- _What you need to do_: From the entries that follow, reproduce exactly and only the lines from the line with "filename crates/server/src/api/mod.rs" to the line with "(RouteState::RenderFailed(err), _) =>", endpoints included.

-- Records provided follows --

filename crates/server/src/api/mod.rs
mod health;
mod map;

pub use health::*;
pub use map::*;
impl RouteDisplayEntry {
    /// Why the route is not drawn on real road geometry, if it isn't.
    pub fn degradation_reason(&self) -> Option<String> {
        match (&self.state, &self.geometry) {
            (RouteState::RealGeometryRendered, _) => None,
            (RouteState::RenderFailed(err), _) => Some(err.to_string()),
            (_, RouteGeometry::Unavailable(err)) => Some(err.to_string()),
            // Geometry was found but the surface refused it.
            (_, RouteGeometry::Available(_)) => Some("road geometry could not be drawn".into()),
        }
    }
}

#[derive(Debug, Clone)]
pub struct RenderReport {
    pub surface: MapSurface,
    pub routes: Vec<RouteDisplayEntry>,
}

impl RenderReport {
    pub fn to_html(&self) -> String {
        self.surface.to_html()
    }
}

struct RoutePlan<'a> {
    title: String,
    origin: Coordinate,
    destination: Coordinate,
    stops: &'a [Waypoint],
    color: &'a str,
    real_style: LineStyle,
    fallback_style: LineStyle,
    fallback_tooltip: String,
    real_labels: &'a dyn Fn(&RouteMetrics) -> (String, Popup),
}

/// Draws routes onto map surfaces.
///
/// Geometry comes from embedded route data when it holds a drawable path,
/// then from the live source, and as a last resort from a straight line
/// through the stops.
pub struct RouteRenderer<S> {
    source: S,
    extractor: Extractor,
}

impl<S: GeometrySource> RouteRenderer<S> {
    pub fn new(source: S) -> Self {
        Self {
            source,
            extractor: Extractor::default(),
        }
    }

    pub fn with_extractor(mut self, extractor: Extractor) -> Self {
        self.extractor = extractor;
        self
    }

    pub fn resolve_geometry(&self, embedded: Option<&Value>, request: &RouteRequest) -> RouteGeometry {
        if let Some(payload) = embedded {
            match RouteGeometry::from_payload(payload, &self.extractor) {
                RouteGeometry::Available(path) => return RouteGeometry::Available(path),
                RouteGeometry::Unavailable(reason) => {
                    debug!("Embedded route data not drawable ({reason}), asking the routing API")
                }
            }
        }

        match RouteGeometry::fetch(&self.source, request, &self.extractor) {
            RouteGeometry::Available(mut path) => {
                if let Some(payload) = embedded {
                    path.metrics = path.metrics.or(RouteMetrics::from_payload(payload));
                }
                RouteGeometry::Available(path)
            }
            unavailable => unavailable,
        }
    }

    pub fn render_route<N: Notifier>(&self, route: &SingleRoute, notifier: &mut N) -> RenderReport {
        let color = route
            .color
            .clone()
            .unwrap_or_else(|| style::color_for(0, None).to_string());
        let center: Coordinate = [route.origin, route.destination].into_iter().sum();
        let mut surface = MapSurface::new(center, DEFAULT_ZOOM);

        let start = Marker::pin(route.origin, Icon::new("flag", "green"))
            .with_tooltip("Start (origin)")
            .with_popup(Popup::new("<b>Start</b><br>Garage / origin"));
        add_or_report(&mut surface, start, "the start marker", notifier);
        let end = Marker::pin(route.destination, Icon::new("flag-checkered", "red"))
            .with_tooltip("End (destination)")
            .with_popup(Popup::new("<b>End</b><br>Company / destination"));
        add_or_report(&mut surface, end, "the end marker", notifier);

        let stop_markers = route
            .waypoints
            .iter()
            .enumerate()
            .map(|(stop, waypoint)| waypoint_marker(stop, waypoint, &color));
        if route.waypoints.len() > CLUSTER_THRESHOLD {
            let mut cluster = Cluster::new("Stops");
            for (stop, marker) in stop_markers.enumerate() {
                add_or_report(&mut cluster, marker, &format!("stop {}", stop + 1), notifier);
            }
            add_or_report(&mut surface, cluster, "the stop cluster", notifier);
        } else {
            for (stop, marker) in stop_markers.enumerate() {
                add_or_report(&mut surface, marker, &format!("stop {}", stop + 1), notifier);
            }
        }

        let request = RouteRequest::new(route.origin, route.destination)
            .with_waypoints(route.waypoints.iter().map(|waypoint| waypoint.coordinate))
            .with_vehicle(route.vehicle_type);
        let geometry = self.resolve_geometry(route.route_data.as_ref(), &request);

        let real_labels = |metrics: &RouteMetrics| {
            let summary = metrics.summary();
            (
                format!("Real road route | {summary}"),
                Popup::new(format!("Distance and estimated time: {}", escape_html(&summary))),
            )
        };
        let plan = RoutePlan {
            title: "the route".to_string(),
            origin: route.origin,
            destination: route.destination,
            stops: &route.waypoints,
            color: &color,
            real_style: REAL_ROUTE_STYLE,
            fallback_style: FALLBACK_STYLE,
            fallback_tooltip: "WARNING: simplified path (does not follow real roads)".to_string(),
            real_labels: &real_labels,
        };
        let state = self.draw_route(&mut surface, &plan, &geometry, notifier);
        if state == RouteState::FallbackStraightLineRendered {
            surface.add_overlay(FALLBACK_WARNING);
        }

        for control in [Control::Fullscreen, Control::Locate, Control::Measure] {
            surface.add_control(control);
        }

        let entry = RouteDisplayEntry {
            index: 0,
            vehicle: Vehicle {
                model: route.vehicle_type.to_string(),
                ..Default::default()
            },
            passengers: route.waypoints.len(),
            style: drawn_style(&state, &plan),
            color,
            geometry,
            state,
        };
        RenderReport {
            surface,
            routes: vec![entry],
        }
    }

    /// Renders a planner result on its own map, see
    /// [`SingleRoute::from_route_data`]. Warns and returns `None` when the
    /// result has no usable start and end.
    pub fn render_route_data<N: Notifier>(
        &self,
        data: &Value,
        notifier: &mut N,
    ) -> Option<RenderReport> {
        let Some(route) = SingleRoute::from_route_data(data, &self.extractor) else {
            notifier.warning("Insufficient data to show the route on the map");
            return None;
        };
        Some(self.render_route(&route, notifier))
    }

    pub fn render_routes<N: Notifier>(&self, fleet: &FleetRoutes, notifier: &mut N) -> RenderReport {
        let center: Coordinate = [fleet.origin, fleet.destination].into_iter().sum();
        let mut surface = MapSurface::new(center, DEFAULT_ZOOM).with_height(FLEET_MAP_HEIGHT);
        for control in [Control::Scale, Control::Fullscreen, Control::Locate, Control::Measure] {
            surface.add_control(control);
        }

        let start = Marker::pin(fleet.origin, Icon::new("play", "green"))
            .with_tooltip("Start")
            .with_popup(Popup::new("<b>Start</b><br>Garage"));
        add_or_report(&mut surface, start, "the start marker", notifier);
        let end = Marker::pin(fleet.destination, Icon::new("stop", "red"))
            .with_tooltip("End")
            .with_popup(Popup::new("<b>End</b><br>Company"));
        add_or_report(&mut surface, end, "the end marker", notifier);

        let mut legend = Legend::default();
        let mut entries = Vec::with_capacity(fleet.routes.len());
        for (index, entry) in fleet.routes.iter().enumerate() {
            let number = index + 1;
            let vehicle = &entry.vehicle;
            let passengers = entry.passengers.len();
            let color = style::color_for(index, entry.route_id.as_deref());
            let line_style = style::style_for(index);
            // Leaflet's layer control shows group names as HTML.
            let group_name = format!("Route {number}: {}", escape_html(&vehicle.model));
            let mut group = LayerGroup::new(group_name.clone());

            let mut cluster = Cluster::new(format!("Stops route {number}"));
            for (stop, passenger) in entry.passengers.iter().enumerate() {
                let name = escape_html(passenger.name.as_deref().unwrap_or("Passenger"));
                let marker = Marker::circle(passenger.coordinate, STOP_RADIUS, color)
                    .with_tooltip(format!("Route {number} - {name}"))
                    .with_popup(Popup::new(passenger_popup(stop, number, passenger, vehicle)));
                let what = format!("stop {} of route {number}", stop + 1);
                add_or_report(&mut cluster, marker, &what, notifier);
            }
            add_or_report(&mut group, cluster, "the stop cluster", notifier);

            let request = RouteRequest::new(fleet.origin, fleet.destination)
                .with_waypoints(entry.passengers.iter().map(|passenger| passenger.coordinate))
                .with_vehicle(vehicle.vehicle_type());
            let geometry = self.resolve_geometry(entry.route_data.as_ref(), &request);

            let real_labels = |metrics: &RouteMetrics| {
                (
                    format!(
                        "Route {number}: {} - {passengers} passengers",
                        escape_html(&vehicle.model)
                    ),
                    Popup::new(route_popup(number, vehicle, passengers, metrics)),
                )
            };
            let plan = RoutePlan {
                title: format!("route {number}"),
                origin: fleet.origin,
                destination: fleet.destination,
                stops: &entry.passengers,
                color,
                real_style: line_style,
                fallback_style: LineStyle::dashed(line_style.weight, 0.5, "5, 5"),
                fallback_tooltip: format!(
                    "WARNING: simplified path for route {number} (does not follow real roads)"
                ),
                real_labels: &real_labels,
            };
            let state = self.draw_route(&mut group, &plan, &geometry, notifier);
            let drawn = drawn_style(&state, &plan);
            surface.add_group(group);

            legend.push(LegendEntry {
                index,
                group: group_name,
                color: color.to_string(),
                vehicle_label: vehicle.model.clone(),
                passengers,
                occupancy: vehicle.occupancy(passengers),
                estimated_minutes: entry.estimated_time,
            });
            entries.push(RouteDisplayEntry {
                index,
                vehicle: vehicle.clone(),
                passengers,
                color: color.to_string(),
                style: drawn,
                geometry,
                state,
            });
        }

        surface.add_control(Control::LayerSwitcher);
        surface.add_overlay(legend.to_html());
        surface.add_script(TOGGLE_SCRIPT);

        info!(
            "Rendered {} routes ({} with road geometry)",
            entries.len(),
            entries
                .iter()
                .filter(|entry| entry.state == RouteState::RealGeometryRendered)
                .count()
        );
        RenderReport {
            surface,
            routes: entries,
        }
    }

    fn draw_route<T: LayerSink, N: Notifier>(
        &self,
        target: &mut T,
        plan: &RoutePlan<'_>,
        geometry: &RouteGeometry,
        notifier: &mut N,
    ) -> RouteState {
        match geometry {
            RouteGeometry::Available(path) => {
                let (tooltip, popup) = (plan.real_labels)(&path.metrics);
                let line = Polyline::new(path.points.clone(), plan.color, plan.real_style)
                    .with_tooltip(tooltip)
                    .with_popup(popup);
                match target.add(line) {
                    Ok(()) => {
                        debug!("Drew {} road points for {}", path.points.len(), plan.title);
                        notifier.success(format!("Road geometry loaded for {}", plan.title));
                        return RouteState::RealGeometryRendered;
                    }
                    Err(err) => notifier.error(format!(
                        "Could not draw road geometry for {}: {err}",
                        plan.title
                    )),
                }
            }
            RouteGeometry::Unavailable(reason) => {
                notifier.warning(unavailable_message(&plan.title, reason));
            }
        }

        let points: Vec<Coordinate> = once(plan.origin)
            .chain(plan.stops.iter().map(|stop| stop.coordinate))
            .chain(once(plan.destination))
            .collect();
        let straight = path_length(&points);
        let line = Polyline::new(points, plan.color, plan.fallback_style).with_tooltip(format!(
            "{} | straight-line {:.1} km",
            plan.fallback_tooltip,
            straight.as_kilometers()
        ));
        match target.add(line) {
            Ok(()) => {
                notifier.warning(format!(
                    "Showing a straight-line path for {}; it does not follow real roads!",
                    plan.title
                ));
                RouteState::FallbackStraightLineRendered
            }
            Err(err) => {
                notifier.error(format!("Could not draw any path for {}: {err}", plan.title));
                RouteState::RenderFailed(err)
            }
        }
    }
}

-- Records provided concluded --
-- Records provided follows --

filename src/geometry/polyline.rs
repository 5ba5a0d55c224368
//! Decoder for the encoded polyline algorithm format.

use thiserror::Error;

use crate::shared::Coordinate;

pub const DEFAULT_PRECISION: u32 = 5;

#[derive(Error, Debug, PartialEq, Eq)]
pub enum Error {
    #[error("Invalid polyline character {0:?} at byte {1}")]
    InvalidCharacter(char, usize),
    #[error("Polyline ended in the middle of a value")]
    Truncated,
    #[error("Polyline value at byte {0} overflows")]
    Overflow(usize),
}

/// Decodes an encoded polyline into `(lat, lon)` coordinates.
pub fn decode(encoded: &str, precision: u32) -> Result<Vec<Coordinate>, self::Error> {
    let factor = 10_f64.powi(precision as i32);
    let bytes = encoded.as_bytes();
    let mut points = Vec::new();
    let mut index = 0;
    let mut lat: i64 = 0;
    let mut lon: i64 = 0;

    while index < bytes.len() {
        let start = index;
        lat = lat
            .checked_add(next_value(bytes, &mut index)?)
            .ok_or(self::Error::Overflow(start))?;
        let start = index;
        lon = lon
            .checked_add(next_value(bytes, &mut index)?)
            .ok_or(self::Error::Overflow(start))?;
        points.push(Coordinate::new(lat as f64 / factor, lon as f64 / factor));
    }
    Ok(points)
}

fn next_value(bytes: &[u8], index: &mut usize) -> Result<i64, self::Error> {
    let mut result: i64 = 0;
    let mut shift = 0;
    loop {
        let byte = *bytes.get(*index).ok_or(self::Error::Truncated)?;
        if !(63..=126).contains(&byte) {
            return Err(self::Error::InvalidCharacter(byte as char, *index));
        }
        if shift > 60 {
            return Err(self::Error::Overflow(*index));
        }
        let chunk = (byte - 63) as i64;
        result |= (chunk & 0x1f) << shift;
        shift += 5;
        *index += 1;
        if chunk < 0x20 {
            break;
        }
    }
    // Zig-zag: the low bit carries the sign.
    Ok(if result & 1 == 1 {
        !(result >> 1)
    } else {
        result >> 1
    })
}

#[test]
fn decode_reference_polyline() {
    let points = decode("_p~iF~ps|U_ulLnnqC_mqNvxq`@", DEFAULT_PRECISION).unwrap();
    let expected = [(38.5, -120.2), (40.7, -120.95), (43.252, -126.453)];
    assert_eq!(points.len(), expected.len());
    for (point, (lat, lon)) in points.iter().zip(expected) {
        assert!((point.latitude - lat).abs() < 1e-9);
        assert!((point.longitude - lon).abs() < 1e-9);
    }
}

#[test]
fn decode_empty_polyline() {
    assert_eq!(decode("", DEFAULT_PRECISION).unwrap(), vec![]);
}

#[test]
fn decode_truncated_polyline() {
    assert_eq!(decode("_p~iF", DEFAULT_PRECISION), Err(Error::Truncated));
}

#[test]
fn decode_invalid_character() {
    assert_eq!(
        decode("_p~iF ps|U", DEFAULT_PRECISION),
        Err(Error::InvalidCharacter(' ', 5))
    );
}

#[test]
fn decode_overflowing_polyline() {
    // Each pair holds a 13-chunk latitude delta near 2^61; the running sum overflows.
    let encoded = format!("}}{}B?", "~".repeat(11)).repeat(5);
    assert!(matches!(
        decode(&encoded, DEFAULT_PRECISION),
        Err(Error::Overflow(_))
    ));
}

-- Records provided concluded --
-- Records provided follows --

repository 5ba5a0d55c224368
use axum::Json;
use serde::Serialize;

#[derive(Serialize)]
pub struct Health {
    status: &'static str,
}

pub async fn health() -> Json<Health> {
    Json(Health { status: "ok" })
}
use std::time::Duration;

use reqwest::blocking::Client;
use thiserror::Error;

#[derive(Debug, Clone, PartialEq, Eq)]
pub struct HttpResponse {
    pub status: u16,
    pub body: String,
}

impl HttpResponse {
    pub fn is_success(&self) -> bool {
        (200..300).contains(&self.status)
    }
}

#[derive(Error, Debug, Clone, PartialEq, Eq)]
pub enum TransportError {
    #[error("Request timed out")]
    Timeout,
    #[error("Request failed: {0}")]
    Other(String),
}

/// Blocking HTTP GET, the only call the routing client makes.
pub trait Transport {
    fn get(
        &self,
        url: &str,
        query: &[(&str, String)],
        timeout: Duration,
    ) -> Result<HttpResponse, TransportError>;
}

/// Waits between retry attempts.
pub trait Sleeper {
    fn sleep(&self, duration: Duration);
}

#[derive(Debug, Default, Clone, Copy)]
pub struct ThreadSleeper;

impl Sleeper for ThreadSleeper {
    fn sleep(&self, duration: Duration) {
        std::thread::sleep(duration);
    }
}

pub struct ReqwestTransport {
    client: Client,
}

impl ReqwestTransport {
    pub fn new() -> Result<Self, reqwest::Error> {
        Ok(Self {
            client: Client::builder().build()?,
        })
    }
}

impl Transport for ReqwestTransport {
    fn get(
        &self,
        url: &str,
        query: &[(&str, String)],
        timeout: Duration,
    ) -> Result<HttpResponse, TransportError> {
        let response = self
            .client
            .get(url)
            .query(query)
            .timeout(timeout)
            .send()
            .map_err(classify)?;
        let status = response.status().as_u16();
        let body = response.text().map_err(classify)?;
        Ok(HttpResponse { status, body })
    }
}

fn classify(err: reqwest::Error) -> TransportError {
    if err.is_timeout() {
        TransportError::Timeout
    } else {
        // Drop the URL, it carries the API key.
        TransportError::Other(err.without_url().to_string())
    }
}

-- Records provided concluded --

- _Exercise answer_:
filename crates/server/src/api/mod.rs
mod health;
mod map;

pub use health::*;
pub use map::*;
impl RouteDisplayEntry {
    /// Why the route is not drawn on real road geometry, if it isn't.
    pub fn degradation_reason(&self) -> Option<String> {
        match (&self.state, &self.geometry) {
            (RouteState::RealGeometryRendered, _) => None,
            (RouteState::RenderFailed(err), _) => Some(err.to_string()),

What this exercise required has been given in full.